*** PROVIDED ENTRIES

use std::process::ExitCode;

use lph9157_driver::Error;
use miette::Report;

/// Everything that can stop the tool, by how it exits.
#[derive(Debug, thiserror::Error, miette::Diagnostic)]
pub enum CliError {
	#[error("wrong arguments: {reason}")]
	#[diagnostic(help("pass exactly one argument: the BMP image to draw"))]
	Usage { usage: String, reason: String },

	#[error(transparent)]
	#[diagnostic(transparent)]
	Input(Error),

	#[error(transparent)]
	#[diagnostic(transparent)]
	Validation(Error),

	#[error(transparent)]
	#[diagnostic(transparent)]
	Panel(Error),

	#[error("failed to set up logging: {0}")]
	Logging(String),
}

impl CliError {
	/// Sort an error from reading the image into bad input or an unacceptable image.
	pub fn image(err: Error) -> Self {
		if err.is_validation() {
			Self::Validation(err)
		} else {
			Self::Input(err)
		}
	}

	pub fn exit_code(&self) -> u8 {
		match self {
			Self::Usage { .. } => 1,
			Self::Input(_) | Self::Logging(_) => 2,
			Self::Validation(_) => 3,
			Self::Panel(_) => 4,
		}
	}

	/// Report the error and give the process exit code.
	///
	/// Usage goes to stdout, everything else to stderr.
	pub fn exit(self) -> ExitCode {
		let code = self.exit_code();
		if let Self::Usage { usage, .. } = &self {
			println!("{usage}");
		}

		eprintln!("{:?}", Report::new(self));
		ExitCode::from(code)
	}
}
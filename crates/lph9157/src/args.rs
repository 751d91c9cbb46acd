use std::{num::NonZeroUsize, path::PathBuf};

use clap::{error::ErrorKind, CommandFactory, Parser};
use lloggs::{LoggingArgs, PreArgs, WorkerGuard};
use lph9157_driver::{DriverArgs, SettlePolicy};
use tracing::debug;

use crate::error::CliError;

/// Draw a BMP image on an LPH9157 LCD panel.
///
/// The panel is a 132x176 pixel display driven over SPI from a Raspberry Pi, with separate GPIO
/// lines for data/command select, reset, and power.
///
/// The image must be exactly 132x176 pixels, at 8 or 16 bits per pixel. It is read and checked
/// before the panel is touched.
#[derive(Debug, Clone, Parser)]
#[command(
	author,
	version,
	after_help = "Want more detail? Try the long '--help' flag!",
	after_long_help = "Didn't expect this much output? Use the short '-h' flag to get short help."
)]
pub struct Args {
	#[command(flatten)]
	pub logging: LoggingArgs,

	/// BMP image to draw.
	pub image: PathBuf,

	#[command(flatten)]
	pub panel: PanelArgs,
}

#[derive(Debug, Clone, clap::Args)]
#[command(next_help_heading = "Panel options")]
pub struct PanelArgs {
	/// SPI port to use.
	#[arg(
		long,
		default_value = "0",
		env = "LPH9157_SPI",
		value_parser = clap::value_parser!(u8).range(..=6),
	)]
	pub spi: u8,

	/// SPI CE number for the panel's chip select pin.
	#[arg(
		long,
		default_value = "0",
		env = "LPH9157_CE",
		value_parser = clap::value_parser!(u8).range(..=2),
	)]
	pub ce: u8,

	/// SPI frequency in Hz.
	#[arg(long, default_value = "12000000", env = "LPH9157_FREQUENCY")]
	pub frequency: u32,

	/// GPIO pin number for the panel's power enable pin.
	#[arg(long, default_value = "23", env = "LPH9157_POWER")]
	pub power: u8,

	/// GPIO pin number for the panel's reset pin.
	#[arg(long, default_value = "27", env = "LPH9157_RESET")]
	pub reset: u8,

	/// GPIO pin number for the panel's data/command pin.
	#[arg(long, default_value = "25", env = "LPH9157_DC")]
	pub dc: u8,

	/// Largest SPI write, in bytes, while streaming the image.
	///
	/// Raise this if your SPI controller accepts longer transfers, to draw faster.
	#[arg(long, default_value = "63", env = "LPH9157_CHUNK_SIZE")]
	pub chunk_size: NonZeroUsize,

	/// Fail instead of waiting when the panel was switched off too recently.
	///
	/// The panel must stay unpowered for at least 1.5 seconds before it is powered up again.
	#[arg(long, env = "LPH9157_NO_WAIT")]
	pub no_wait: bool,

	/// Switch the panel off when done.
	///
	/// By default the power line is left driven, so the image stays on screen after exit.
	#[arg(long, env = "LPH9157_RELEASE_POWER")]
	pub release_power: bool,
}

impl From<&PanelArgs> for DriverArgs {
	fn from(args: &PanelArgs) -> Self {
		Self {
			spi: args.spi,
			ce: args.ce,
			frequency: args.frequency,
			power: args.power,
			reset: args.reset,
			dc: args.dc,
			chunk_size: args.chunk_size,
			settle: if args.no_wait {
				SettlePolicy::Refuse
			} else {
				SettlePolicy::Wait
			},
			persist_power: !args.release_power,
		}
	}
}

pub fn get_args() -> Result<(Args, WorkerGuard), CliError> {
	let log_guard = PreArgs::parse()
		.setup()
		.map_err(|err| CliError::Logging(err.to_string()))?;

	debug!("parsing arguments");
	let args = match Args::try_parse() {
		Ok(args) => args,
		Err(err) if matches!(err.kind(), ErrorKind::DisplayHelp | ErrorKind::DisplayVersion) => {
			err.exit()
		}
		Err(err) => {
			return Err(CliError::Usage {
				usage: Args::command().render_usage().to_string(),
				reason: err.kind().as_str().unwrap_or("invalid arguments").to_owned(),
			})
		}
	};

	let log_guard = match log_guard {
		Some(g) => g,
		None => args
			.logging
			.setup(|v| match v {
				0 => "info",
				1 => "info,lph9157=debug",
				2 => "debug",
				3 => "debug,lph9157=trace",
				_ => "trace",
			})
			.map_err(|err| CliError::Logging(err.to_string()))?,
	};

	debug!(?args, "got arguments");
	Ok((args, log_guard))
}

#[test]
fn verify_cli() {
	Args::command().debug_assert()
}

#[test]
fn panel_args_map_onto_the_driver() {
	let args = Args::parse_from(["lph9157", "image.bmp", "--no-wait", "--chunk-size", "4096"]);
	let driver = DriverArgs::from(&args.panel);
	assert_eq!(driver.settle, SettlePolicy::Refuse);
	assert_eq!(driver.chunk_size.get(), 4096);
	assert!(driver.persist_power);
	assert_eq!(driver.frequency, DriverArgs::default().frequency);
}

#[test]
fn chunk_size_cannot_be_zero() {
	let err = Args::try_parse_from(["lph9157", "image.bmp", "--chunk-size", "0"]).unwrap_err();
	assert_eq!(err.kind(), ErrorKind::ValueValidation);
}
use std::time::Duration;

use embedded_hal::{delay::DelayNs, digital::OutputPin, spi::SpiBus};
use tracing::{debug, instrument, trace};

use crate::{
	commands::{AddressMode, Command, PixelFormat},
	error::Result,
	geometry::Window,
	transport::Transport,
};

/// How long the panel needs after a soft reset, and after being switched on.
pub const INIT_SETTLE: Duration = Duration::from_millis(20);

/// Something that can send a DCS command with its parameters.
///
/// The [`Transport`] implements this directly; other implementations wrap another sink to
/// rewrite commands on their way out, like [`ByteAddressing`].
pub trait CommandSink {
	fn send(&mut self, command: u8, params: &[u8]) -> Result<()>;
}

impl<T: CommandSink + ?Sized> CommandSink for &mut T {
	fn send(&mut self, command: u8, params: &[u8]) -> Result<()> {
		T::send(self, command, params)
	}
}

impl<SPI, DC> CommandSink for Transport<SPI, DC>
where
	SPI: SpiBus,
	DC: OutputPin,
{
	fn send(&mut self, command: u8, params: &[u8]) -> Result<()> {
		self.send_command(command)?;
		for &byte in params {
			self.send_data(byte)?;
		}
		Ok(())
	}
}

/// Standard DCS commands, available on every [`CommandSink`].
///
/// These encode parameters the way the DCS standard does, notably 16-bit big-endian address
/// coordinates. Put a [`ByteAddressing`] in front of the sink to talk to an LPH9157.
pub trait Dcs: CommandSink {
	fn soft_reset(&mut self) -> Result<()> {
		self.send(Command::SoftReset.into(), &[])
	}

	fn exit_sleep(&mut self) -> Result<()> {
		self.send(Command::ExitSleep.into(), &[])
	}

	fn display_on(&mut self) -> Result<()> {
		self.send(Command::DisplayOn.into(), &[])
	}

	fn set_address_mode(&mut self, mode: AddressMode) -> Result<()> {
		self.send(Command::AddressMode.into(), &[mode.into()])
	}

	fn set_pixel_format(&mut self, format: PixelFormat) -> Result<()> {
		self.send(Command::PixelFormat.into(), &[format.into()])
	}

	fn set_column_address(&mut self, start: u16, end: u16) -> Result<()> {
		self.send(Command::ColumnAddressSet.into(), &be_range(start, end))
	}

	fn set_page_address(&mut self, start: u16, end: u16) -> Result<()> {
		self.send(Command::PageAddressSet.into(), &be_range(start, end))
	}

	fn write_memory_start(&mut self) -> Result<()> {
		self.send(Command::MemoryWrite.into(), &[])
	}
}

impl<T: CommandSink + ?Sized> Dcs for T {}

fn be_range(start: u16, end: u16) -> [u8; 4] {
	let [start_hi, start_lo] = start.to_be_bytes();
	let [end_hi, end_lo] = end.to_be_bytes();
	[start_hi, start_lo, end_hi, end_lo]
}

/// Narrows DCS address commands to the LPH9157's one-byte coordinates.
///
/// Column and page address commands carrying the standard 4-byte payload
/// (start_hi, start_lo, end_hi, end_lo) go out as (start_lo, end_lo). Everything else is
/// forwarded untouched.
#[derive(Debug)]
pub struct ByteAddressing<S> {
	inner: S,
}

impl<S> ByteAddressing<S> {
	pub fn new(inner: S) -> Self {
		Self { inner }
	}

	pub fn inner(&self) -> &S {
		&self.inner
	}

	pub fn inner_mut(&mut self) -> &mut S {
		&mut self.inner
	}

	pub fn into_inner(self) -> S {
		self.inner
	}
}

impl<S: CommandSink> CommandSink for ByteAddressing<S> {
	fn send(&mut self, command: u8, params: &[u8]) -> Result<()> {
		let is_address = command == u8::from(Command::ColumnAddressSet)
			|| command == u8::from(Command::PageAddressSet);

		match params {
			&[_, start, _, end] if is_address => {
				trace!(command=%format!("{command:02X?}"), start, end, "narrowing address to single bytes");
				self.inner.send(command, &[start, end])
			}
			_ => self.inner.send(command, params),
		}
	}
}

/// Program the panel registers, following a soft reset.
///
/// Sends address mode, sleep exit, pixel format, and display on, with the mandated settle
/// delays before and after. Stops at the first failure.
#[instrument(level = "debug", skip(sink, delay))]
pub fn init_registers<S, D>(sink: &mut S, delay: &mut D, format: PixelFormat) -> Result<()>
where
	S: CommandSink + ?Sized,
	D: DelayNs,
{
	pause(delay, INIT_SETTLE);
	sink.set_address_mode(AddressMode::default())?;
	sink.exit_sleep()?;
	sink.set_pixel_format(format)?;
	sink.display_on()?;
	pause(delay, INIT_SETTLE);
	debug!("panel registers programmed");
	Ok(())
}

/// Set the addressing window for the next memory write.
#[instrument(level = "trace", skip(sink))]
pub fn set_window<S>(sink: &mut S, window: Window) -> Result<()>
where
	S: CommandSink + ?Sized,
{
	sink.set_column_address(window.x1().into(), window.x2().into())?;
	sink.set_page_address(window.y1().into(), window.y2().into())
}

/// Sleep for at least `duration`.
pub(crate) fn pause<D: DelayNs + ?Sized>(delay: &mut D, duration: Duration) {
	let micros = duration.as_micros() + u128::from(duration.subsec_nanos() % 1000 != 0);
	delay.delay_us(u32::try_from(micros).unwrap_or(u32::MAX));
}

******

▶ _WHAT IS BEING ASKED_:
Word for word, restate the entries from the first line to the line that has "let code = self.exit_code();", both included, and nothing else.

▶ _TASK SOLUTION_:
use std::process::ExitCode;

use lph9157_driver::Error;
use miette::Report;

/// Everything that can stop the tool, by how it exits.
#[derive(Debug, thiserror::Error, miette::Diagnostic)]
pub enum CliError {
	#[error("wrong arguments: {reason}")]
	#[diagnostic(help("pass exactly one argument: the BMP image to draw"))]
	Usage { usage: String, reason: String },

	#[error(transparent)]
	#[diagnostic(transparent)]
	Input(Error),

	#[error(transparent)]
	#[diagnostic(transparent)]
	Validation(Error),

	#[error(transparent)]
	#[diagnostic(transparent)]
	Panel(Error),

	#[error("failed to set up logging: {0}")]
	Logging(String),
}

impl CliError {
	/// Sort an error from reading the image into bad input or an unacceptable image.
	pub fn image(err: Error) -> Self {
		if err.is_validation() {
			Self::Validation(err)
		} else {
			Self::Input(err)
		}
	}

	pub fn exit_code(&self) -> u8 {
		match self {
			Self::Usage { .. } => 1,
			Self::Input(_) | Self::Logging(_) => 2,
			Self::Validation(_) => 3,
			Self::Panel(_) => 4,
		}
	}

	/// Report the error and give the process exit code.
	///
	/// Usage goes to stdout, everything else to stderr.
	pub fn exit(self) -> ExitCode {
		let code = self.exit_code();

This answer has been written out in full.